En este sentido, puede asegurarse que la cronoclastia de Laurus no es la de Borges. Sus estratos temporales no se superponen, ni se confunden: se acumulan. Ambrogio, el compañero de Arsénij en su peregrinación a Jerusalén, es capaz de predecir acontecimientos, como algunos que sucederán en 1977 y que la novela relata como si fuera una puesta en abismoproléptica, hacia delante: no profetiza grandes sucesos, sino “los eventos que vio se referían a historias particulares, que son, pensaba Ambrogio, en última instancia, con las que se construye la historia universal”. Así se ejemplifica que el futuro del pasado puede ser el presente narrativo.

Más importante es el hecho de que el protagonista Arsénij, que arrastra durante toda la novela la carga traumática de la muerte adolescente de su amada Ustina al dar a luz al hijo de ambos, no deja de luchar por atravesar un duelo que amenaza en apresarle en un bucle psicologista. Sin madre y sin esposa, pero con un referente masculino poderoso, la de su abuelo Xristofor, transmisor de sus habilidades médicas, Arsénij emprende un camino de duelo que le conduce a través de la figura del loco de Cristo y del monje, tan queridos en la espiritualidad rusa, a enfrentarse con la repetición de su pasado al final de la novela y a aceptar la culpa injusta que recae sobre él para ser causa de una redención personal y colectiva.

Tal evolución es posible por una comprensión escatológica del tiempo. En ese reino libre de la concatenación de causas la sanación no es tan sólo el efecto de una práctica médico-psicológica, sino el índice de la vida como un milagroso don que, a través de las heridas de la existencia, puede gozar ya por anticipado de la gloria futura. Dice Laurus: “Los acontecimientos en su memoria ya no estaban relacionados con el tiempo. Sucedían tranquilamente a lo largo de su vida, alineándose en un orden especial, que no estaba relacionado con el tiempo. Algunos de ellos surgían de las profundidades de su experiencia vital, mientras que otros se sumergían en esas profundidades para siempre, porque la experiencia que aportaban no llevaba a ninguna parte”. Tal conclusión supone haber acabado aceptando su propia vida y con ello, haber dejado de defenderse frente al terror de la muerte, sea de Ustina o la de él. La muerte no es simplemente el fin, sino la asunción de nuestra finitud abierta más allá de ella: “Su paz estaba relacionada con la esperanza con que cada día vivía en el monasterio, se fortalecía en él cada vez más. Ahora no dudaba de que su camino era el correcto, porque se convenció de que iba por el único camino posible”.

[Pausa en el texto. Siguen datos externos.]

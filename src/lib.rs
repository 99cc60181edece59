//! Dialogue Engine — a branching dialogue-script interpreter for games.
//!
//! Parses a small line-oriented script language into blocks of dialogue
//! and inline commands, then walks them as an event-driven state machine.
//! Rendering, audio, timing and scene changes are left to the host, which
//! the engine drives through the traits in [`core::host`].

pub mod core;
pub mod schema;
use serde::{Deserialize, Serialize};

use super::line::Line;

/// One segment of dialogue, terminated in the script by a branch line.
///
/// `branch_spec` is kept as raw (cleaned) text and resolved only when the
/// block's lines are exhausted.
#[derive(Debug, Clone, PartialEq, Eq, Default, Serialize, Deserialize)]
pub struct Block {
    pub lines: Vec<Line>,
    pub branch_spec: String,
}

impl Block {
    pub fn new(lines: Vec<Line>, branch_spec: impl Into<String>) -> Self {
        Self {
            lines,
            branch_spec: branch_spec.into(),
        }
    }

    pub fn len(&self) -> usize {
        self.lines.len()
    }

    pub fn is_empty(&self) -> bool {
        self.lines.is_empty()
    }

    /// Speaker of the last spoken line, used to pick the menu layout.
    pub fn last_speaker(&self) -> Option<&str> {
        self.lines.iter().rev().find_map(Line::speaker)
    }
}

#[cfg(test)]
mod tests {
    use super::*;

    #[test]
    fn last_speaker_skips_trailing_commands() {
        let block = Block::new(
            vec![
                Line::spoken("Alice", "Hi"),
                Line::spoken("Narrator", "The door creaks."),
                Line::command("playSound", "creak"),
            ],
            "",
        );
        assert_eq!(block.last_speaker(), Some("Narrator"));
        assert_eq!(block.len(), 3);
    }

    #[test]
    fn last_speaker_of_command_only_block() {
        let block = Block::new(vec![Line::command("wait", "1")], "[0]");
        assert_eq!(block.last_speaker(), None);
        assert!(!block.is_empty());
    }
}
//! Authoritative content storage for the reference gateway.
//!
//! All four collections live in one JSON file:
//! ```text
//! <DATA_DIR>/
//!   content.json
//! ```
//!
//! Every mutation is applied to a copy, validated, written to disk, and only
//! then made visible.

use std::fs;
use std::io;
use std::path::{Path, PathBuf};
use std::sync::{Mutex, MutexGuard, PoisonError};

use eldirecto_core::models::{new_record_id, ContentSnapshot, Record};
use eldirecto_core::{CollectionKind, ContentError, OrderPatch};
use serde_json::Value;

const CONTENT_FILE: &str = "content.json";

/// The about collection is a singleton with a fixed id.
pub const ABOUT_ID: &str = "about";

#[derive(Debug)]
pub enum RepositoryError {
    Io(PathBuf, io::Error),
    Corrupt(PathBuf, serde_json::Error),
    /// The request body does not describe a record of the collection.
    Invalid(String),
    NotFound { kind: CollectionKind, id: String },
    /// The change would break a collection invariant.
    Conflict(ContentError),
}

impl std::fmt::Display for RepositoryError {
    fn fmt(&self, f: &mut std::fmt::Formatter<'_>) -> std::fmt::Result {
        match self {
            RepositoryError::Io(path, e) => write!(f, "I/O error for {}: {}", path.display(), e),
            RepositoryError::Corrupt(path, e) => {
                write!(f, "Failed to parse {}: {}", path.display(), e)
            }
            RepositoryError::Invalid(msg) => write!(f, "Invalid record: {}", msg),
            RepositoryError::NotFound { kind, id } => write!(f, "No {} record '{}'", kind, id),
            RepositoryError::Conflict(e) => write!(f, "{}", e),
        }
    }
}

impl std::error::Error for RepositoryError {
    fn source(&self) -> Option<&(dyn std::error::Error + 'static)> {
        match self {
            RepositoryError::Io(_, e) => Some(e),
            RepositoryError::Corrupt(_, e) => Some(e),
            RepositoryError::Conflict(e) => Some(e),
            _ => None,
        }
    }
}

/// File-backed store of the four collections.
#[derive(Debug)]
pub struct ContentRepository {
    path: PathBuf,
    content: Mutex<ContentSnapshot>,
}

impl ContentRepository {
    /// Opens the repository in `data_dir`, starting empty if there is no file.
    pub fn open(data_dir: &Path) -> Result<Self, RepositoryError> {
        fs::create_dir_all(data_dir).map_err(|e| RepositoryError::Io(data_dir.to_path_buf(), e))?;
        let path = data_dir.join(CONTENT_FILE);

        let content = match fs::read(&path) {
            Ok(bytes) => {
                serde_json::from_slice(&bytes).map_err(|e| RepositoryError::Corrupt(path.clone(), e))?
            }
            Err(e) if e.kind() == io::ErrorKind::NotFound => ContentSnapshot::default(),
            Err(e) => return Err(RepositoryError::Io(path, e)),
        };

        Ok(Self {
            path,
            content: Mutex::new(content),
        })
    }

    pub fn path(&self) -> &Path {
        &self.path
    }

    fn lock(&self) -> MutexGuard<'_, ContentSnapshot> {
        self.content.lock().unwrap_or_else(PoisonError::into_inner)
    }

    /// Applies `change` to a copy of the content and commits it if it
    /// succeeds and the copy was written to disk.
    fn mutate<R>(
        &self,
        change: impl FnOnce(&mut ContentSnapshot) -> Result<R, RepositoryError>,
    ) -> Result<R, RepositoryError> {
        let mut content = self.lock();
        let mut candidate = content.clone();
        let result = change(&mut candidate)?;
        self.write(&candidate)?;
        *content = candidate;
        Ok(result)
    }

    fn write(&self, content: &ContentSnapshot) -> Result<(), RepositoryError> {
        let tmp = self.path.with_extension("json.tmp");
        let bytes =
            serde_json::to_vec_pretty(content).map_err(|e| RepositoryError::Corrupt(self.path.clone(), e))?;
        fs::write(&tmp, bytes).map_err(|e| RepositoryError::Io(tmp.clone(), e))?;
        fs::rename(&tmp, &self.path).map_err(|e| RepositoryError::Io(self.path.clone(), e))
    }

    pub fn snapshot(&self) -> ContentSnapshot {
        self.lock().clone()
    }

    pub fn list<T: Record>(&self) -> Vec<T> {
        T::records(&self.lock()).to_vec()
    }

    /// Stores a new record under a server-assigned id.
    ///
    /// Ordered collections are renumbered afterwards, so an order past the
    /// end of its group is stored as the next free position.
    pub fn create<T: Record>(&self, body: Value) -> Result<T, RepositoryError> {
        let id = if T::KIND == CollectionKind::About {
            ABOUT_ID.to_string()
        } else {
            new_record_id()
        };
        let record: T = with_id(body, &id)?;

        self.mutate(|content| {
            content.upsert(record.clone());
            T::check(T::records(content)).map_err(RepositoryError::Conflict)?;
            content.compact_order(T::KIND);
            Ok(stored(content, record))
        })
    }

    /// Replaces the record `id` with `fields`.
    pub fn update<T: Record>(&self, id: &str, fields: Value) -> Result<T, RepositoryError> {
        let id = if T::KIND == CollectionKind::About { ABOUT_ID } else { id };
        let record: T = with_id(fields, id)?;

        self.mutate(|content| {
            let exists = T::KIND == CollectionKind::About || T::records(content).iter().any(|r| r.id() == id);
            if !exists {
                return Err(RepositoryError::NotFound {
                    kind: T::KIND,
                    id: id.to_string(),
                });
            }
            content.upsert(record.clone());
            T::check(T::records(content)).map_err(RepositoryError::Conflict)?;
            Ok(record)
        })
    }

    /// Applies a bulk order update and renumbers the collection densely.
    /// Every id must exist.
    pub fn update_order<T: Record>(&self, patch: &[OrderPatch]) -> Result<Vec<T>, RepositoryError> {
        if !T::KIND.is_ordered() {
            return Err(RepositoryError::Invalid(format!("{} is not ordered", T::KIND)));
        }

        self.mutate(|content| {
            if let Some(missing) = patch
                .iter()
                .find(|p| !T::records(content).iter().any(|r| r.id() == p.id))
            {
                return Err(RepositoryError::NotFound {
                    kind: T::KIND,
                    id: missing.id.clone(),
                });
            }
            content.apply_order(T::KIND, patch);
            content.compact_order(T::KIND);
            Ok(T::records(content).to_vec())
        })
    }

    pub fn delete(&self, kind: CollectionKind, id: &str) -> Result<(), RepositoryError> {
        self.mutate(|content| {
            if content.remove(kind, id) {
                content.compact_order(kind);
                Ok(())
            } else {
                Err(RepositoryError::NotFound {
                    kind,
                    id: id.to_string(),
                })
            }
        })
    }
}

/// The copy of `record` held in `content`, as renumbered.
fn stored<T: Record>(content: &ContentSnapshot, record: T) -> T {
    T::records(content)
        .iter()
        .find(|r| r.id() == record.id())
        .cloned()
        .unwrap_or(record)
}

/// Decodes `body` as a `T` whose id is `id`, whatever the body said.
fn with_id<T: Record>(body: Value, id: &str) -> Result<T, RepositoryError> {
    let mut body = body;
    let object = body
        .as_object_mut()
        .ok_or_else(|| RepositoryError::Invalid("expected a JSON object".to_string()))?;
    object.insert("id".to_string(), Value::String(id.to_string()));
    serde_json::from_value(body).map_err(|e| RepositoryError::Invalid(e.to_string()))
}

#[cfg(test)]
mod tests {
    use super::*;
    use eldirecto_core::{AboutContent, BranchRef, CarouselItem, ImageRef, ScheduleEntry};
    use serde_json::json;
    use tempfile::tempdir;

    fn slide(title: &str, order: u32) -> Value {
        let mut item = CarouselItem::new(ImageRef::uri("https://cdn.example/a.jpg"), title, "");
        item.order = order;
        serde_json::to_value(item).unwrap()
    }

    #[test]
    fn test_create_assigns_id_and_persists() {
        let dir = tempdir().unwrap();
        let repo = ContentRepository::open(dir.path()).unwrap();

        let mut body = slide("Flota", 1);
        body["id"] = json!("client-id");
        let created: CarouselItem = repo.create(body).unwrap();
        assert_ne!(created.id, "client-id");

        let reopened = ContentRepository::open(dir.path()).unwrap();
        assert_eq!(reopened.list::<CarouselItem>(), vec![created]);
    }

    #[test]
    fn test_about_is_singleton() {
        let dir = tempdir().unwrap();
        let repo = ContentRepository::open(dir.path()).unwrap();

        let about: AboutContent = repo.create(json!({"content": "uno"})).unwrap();
        assert_eq!(about.id, ABOUT_ID);
        let about: AboutContent = repo.update("", json!({"content": "dos"})).unwrap();
        assert_eq!(about.content, "dos");
        assert_eq!(repo.list::<AboutContent>().len(), 1);
    }

    #[test]
    fn test_update_unknown_is_not_found() {
        let dir = tempdir().unwrap();
        let repo = ContentRepository::open(dir.path()).unwrap();
        let result = repo.update::<CarouselItem>("nope", slide("x", 1));
        assert!(matches!(result, Err(RepositoryError::NotFound { .. })));
    }

    #[test]
    fn test_duplicate_day_label_conflicts() {
        let dir = tempdir().unwrap();
        let repo = ContentRepository::open(dir.path()).unwrap();
        let ros = BranchRef::new("ros", "Rosario");

        let entry = ScheduleEntry::new(ros.clone(), "Sábado", "07:00 – 11:30");
        repo.create::<ScheduleEntry>(serde_json::to_value(entry).unwrap())
            .unwrap();
        let again = ScheduleEntry::new(ros, "SÁBADO", "Cerrado");
        let result = repo.create::<ScheduleEntry>(serde_json::to_value(again).unwrap());

        assert!(matches!(result, Err(RepositoryError::Conflict(_))));
        assert_eq!(repo.list::<ScheduleEntry>().len(), 1);
    }

    #[test]
    fn test_update_order_requires_known_ids() {
        let dir = tempdir().unwrap();
        let repo = ContentRepository::open(dir.path()).unwrap();
        let a: CarouselItem = repo.create(slide("A", 1)).unwrap();
        let b: CarouselItem = repo.create(slide("B", 2)).unwrap();

        let swapped = repo
            .update_order::<CarouselItem>(&[
                OrderPatch { id: a.id.clone(), order: 2 },
                OrderPatch { id: b.id.clone(), order: 1 },
            ])
            .unwrap();
        assert_eq!(swapped[0].id, b.id);

        let result = repo.update_order::<CarouselItem>(&[OrderPatch {
            id: "ghost".to_string(),
            order: 1,
        }]);
        assert!(matches!(result, Err(RepositoryError::NotFound { .. })));
        assert_eq!(repo.list::<CarouselItem>()[0].id, b.id);
    }

    #[test]
    fn test_delete() {
        let dir = tempdir().unwrap();
        let repo = ContentRepository::open(dir.path()).unwrap();
        let a: CarouselItem = repo.create(slide("A", 1)).unwrap();

        repo.delete(CollectionKind::Carousel, &a.id).unwrap();
        assert!(repo.list::<CarouselItem>().is_empty());
        assert!(matches!(
            repo.delete(CollectionKind::Carousel, &a.id),
            Err(RepositoryError::NotFound { .. })
        ));
    }

    #[test]
    fn test_create_past_the_end_is_renumbered() {
        let dir = tempdir().unwrap();
        let repo = ContentRepository::open(dir.path()).unwrap();
        repo.create::<CarouselItem>(slide("A", 1)).unwrap();

        let late: CarouselItem = repo.create(slide("B", 9)).unwrap();
        assert_eq!(late.order, 2);
        let orders: Vec<u32> = repo.list::<CarouselItem>().iter().map(|i| i.order).collect();
        assert_eq!(orders, vec![1, 2]);
    }

    #[test]
    fn test_update_order_with_gap_is_renumbered() {
        let dir = tempdir().unwrap();
        let repo = ContentRepository::open(dir.path()).unwrap();
        let a: CarouselItem = repo.create(slide("A", 1)).unwrap();
        let b: CarouselItem = repo.create(slide("B", 2)).unwrap();

        let items = repo
            .update_order::<CarouselItem>(&[OrderPatch { id: a.id.clone(), order: 5 }])
            .unwrap();
        let orders: Vec<(String, u32)> = items.iter().map(|i| (i.id.clone(), i.order)).collect();
        assert_eq!(orders, vec![(b.id, 1), (a.id, 2)]);
    }

    #[test]
    fn test_delete_closes_the_gap() {
        let dir = tempdir().unwrap();
        let repo = ContentRepository::open(dir.path()).unwrap();
        let a: CarouselItem = repo.create(slide("A", 1)).unwrap();
        repo.create::<CarouselItem>(slide("B", 2)).unwrap();
        repo.create::<CarouselItem>(slide("C", 3)).unwrap();

        repo.delete(CollectionKind::Carousel, &a.id).unwrap();
        let reopened = ContentRepository::open(dir.path()).unwrap();
        let orders: Vec<(String, u32)> = reopened
            .list::<CarouselItem>()
            .into_iter()
            .map(|i| (i.title, i.order))
            .collect();
        assert_eq!(orders, vec![("B".to_string(), 1), ("C".to_string(), 2)]);
    }

    #[test]
    fn test_non_object_body_is_invalid() {
        let dir = tempdir().unwrap();
        let repo = ContentRepository::open(dir.path()).unwrap();
        let result = repo.create::<CarouselItem>(json!([1, 2]));
        assert!(matches!(result, Err(RepositoryError::Invalid(_))));
    }
}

Desde esta doble perspectiva lingüística y temporal puede el lector seguir el desarrollo de una trama que puede a ratos sorprenderle, extraviarle e incluso abrumarle. En Laurus Vodolazkin se atreve a afrontar el sentido del milagro último que sostiene la realidad o no de nuestra esperanza: la resurrección. No la fama, ni tan siquiera la inmortalidad, sino el levantarse de nuevo a una plenitud que excede, con la palabra, una reducida comprensión de la presencia. También los lectores se ven confrontados con esta exigencia al acabar de leer la novela. Nadie es capaz de entenderlo y, sin embargo, nada vuelve a ser lo mismo tras haber vivido y leído la historia de Laurus: “En otras palabras, se puede decir que en el momento presente no está con nosotros. Sin embargo, vale la pena precisar que él mismo no siempre entendió qué tiempo debía considerarse presente”.

La representación de la conciencia novelística manifiesta así su arraigo también en el hecho decisivo de la cultura occidental: la esperanza trascendente de una vida definitiva. Las tentativas por figurársela, contra toda aparente prueba, encuentran en el oficio litúrgico un cauce privilegiado de actualidad.

Armando Pego Puigbó (Madrid, 1970), es catedrático de Humanidades de la Facultad de Filosofía de Cataluña (URL). Autor, entre otros, de Poética del monasterio (Encuentro, 2022), Teología güelfa (Vitela, 2015) y Anti(pos)modernos españoles (Sindéresis, 2023).